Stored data

+---+

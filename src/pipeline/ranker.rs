// =============================================================================
// ranker.rs — THE PROXIMITY PAGEANT
// =============================================================================
//
// Every hub city gets to pick its favorites. For each driver hub we rank
// the sampled orders by how far the pickup is from the hub and pin a star
// on the nearest twenty. An order near two hubs gets starred twice, which
// is the same as being starred once, because a star is a bool and booleans
// have no concept of being extra special.
//
// Stars are decoration, not destiny: the filter downstream judges orders
// by profit alone and will happily ship a starred order that loses money
// straight into the void.
// =============================================================================

use rayon::prelude::*;

use crate::geo;
use crate::models::{DriverLocation, Order};

/// Fill each order's hub-distance vector and star the `k` nearest orders
/// per hub. Distances land in the same sequence the hubs were given, so
/// index 0 is always the first hub. Ties rank in sampling order.
pub fn star_nearest(mut orders: Vec<Order>, locations: &[DriverLocation], k: usize) -> Vec<Order> {
    orders.par_iter_mut().for_each(|order| {
        order.distance_to = locations
            .iter()
            .map(|location| geo::distance_km(location.point, order.origin))
            .collect();
    });

    for hub_index in 0..locations.len() {
        let mut by_distance: Vec<usize> = (0..orders.len()).collect();
        by_distance.sort_by(|&a, &b| {
            orders[a].distance_to[hub_index].total_cmp(&orders[b].distance_to[hub_index])
        });
        for &order_index in by_distance.iter().take(k) {
            orders[order_index].is_starred = true;
        }
    }

    orders
}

+---+

Problem to work on -> All that belongs in the answer is an exact copy of the lines from the start of the records above through the line with "hub we rank".

Task response ->
filename src/pipeline/ranker.rs
// =============================================================================
// ranker.rs — THE PROXIMITY PAGEANT
// =============================================================================
//
// Every hub city gets to pick its favorites. For each driver hub we rank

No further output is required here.